New York City Comptroller Scott M. Stringer released a report today detailing the findings of a five-month investigation into actions taken by the City of New York that allowed Rivington House – a nursing home on the Lower East Side of Manhattan – to be sold for a $72 million profit in February 2016.
The Comptroller’s Office found that multiple City agencies and dozens of City officials were involved in deliberations about the removal of two deed restrictions that previously limited the property’s use to a not-for-profit residential health care facility.
The Comptroller’s investigation found the Rivington House property was allowed to slip away because of poor execution of City processes that were intended to elicit public opinion and protect the City’s best interests.

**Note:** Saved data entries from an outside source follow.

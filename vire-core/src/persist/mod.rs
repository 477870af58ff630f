//! Persistence: the on-disk filename grammar, the RDB-shaped snapshot
//! codec, the append-log writer, and the engine that drives both from the
//! worker/backend cron (spec.md §4.5).

pub mod aof;
pub mod engine;
pub mod filename;
pub mod rdb;

pub use engine::PersistenceEngine;
pub use filename::{Descriptor, FileKind};

use crate::error::PersistError;

/// Surfaces the result of a persistence-engine write. Most failures are
/// logged and otherwise swallowed — a dump or log write that falls behind
/// shouldn't take the server down — but `PersistError::FatalFsync` is the
/// `appendfsync always` policy's documented exception (spec.md §4.5/§7):
/// the caller asked for every write durably fsynced before it's
/// acknowledged, so an fsync failure under that policy means durability
/// can no longer be guaranteed and the process exits rather than silently
/// continuing to serve writes it can't make good on.
pub fn handle_result(result: Result<(), PersistError>) {
    if let Err(e) = result {
        log::error!("persistence: {e}");
        if matches!(e, PersistError::FatalFsync(_)) {
            std::process::exit(1);
        }
    }
}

This deal resulted in patients losing their homes, healthcare workers losing their jobs at the site, a neighborhood losing a vital community asset, and the City losing its power to ensure that the property was used for a public purpose “in perpetuity.”
Over the course of the investigation, the Comptroller’s Office reviewed more than 80,000 documents, including communications among the Rivington House sellers and buyers and City officials and interviewed Administration officials who were engaged over a two-year period with issues related to this deal.
Investigators found that, despite 48 City staff meetings and hundreds of emails and phone calls, lapses in the oversight of the deed removal process allowed Joel Landau, principal of the Allure Group, to secure the removal of the Rivington House deed restrictions at the same time that he was working to “flip” the property into luxury condominiums.
“No individual should be allowed to profit off the loss of vital community resources,” Comptroller Stringer said, “But what’s worse is that the checks and balances in place to avoid this kind of outcome were mismanaged. We have to make sure our government operates with the highest level of accountability to guarantee this never happens again.”
You can find a PDF of the full report here.
U.S. Attorney General Preet Bharara and New York Attorney General Eric Schneiderman are also investigating the removal of the deed restriction.